* _Exercise_: Starting at the line that holds "# Authentication Flow" and stopping at the line that holds "with user context", restate the records below word for word, with both of those lines included.

* _Source data_:
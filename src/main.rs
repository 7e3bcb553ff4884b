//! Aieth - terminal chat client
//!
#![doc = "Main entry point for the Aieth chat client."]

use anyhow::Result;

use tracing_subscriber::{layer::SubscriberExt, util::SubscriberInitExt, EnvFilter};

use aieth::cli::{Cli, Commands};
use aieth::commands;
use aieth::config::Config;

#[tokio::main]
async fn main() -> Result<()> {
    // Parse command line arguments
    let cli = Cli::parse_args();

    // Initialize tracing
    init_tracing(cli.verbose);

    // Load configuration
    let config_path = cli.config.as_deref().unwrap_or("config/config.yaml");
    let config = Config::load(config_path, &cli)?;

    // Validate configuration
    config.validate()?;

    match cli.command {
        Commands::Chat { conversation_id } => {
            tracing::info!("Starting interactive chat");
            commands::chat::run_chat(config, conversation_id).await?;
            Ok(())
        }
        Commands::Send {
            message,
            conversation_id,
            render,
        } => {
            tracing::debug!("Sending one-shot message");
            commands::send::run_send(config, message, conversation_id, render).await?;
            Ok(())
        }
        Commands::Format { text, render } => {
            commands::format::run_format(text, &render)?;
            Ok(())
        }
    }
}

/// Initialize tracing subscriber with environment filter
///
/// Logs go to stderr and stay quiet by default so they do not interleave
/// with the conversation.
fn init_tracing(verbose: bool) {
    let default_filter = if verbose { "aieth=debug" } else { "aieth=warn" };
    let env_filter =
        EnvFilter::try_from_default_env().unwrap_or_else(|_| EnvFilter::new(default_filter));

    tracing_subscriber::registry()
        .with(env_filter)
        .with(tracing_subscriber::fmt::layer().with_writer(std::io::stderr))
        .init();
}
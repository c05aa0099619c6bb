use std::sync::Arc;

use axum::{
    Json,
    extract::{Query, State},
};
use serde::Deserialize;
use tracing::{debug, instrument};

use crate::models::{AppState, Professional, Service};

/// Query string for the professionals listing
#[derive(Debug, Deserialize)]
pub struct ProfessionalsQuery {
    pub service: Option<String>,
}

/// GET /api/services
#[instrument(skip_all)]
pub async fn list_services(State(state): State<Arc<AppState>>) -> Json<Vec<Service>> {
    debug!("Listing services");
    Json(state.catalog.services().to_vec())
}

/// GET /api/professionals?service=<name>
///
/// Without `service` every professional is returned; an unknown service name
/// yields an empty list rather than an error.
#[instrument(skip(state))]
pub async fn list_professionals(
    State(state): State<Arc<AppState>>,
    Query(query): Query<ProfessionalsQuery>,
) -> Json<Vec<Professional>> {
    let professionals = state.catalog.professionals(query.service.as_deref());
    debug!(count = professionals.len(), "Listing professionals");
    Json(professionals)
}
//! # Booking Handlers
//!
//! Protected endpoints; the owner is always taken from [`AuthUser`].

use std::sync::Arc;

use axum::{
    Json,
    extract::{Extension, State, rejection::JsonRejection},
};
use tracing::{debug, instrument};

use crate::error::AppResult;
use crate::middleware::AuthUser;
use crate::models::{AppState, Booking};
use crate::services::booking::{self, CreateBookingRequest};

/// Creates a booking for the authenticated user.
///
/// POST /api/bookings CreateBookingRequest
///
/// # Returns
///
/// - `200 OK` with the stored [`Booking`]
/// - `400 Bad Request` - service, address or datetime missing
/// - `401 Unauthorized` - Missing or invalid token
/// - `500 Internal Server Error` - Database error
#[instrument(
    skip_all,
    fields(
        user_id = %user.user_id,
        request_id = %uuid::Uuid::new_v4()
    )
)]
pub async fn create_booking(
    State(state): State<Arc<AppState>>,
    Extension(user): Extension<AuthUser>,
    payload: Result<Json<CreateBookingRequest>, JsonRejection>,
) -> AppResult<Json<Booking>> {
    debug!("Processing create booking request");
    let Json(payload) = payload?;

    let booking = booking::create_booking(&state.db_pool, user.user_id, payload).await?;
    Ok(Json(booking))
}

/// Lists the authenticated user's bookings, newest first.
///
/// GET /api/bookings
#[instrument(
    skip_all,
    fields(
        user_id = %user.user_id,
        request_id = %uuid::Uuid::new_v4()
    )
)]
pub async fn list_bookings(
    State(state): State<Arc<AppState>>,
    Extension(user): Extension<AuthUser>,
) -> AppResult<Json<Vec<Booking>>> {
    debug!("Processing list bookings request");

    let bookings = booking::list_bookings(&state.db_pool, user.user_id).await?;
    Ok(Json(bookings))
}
==
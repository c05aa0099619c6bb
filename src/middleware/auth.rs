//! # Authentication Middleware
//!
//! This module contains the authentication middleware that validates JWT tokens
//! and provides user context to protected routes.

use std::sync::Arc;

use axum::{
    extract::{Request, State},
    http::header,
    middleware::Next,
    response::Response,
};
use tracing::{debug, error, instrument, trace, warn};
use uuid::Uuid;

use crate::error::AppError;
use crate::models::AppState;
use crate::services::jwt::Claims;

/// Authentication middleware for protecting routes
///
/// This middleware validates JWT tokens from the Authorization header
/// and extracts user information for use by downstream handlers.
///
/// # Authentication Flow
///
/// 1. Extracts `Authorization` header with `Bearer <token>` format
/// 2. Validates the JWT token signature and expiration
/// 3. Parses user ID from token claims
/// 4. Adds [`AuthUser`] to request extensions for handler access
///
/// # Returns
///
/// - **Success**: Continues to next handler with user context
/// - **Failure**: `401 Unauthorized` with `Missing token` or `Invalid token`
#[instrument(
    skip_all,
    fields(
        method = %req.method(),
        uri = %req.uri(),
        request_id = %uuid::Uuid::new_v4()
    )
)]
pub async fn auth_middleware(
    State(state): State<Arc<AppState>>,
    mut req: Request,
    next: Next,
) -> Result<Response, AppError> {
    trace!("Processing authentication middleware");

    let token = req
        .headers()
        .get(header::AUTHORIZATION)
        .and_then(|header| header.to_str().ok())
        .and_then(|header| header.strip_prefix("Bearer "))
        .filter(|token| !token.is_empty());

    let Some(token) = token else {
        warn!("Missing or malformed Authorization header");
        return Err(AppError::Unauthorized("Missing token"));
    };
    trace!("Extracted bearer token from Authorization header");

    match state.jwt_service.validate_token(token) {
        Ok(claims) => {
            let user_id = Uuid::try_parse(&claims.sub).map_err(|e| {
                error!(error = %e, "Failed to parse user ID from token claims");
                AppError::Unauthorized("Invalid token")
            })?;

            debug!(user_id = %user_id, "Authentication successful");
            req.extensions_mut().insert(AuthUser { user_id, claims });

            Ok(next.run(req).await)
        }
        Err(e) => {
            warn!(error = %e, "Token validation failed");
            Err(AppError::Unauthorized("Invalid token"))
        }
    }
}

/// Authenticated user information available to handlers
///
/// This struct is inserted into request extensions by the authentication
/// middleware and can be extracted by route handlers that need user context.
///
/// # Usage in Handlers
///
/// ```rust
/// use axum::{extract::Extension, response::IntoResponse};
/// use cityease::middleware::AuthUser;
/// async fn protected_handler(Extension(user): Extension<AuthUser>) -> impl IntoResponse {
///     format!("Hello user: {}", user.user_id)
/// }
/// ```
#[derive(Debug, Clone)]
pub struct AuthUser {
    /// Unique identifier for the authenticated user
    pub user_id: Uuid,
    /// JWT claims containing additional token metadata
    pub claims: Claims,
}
---
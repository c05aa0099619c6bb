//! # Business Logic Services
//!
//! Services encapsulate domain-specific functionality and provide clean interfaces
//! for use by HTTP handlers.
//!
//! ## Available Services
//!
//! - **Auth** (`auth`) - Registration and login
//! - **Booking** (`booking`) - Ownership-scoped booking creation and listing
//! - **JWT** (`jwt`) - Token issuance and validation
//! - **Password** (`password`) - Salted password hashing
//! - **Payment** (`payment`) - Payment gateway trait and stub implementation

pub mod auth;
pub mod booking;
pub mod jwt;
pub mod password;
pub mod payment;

* _Solution below_:
/// # Authentication Flow
///
/// 1. Extracts `Authorization` header with `Bearer <token>` format
/// 2. Validates the JWT token signature and expiration
/// 3. Parses user ID from token claims
/// 4. Adds [`AuthUser`] to request extensions for handler access
///
/// # Returns
///
/// - **Success**: Continues to next handler with user context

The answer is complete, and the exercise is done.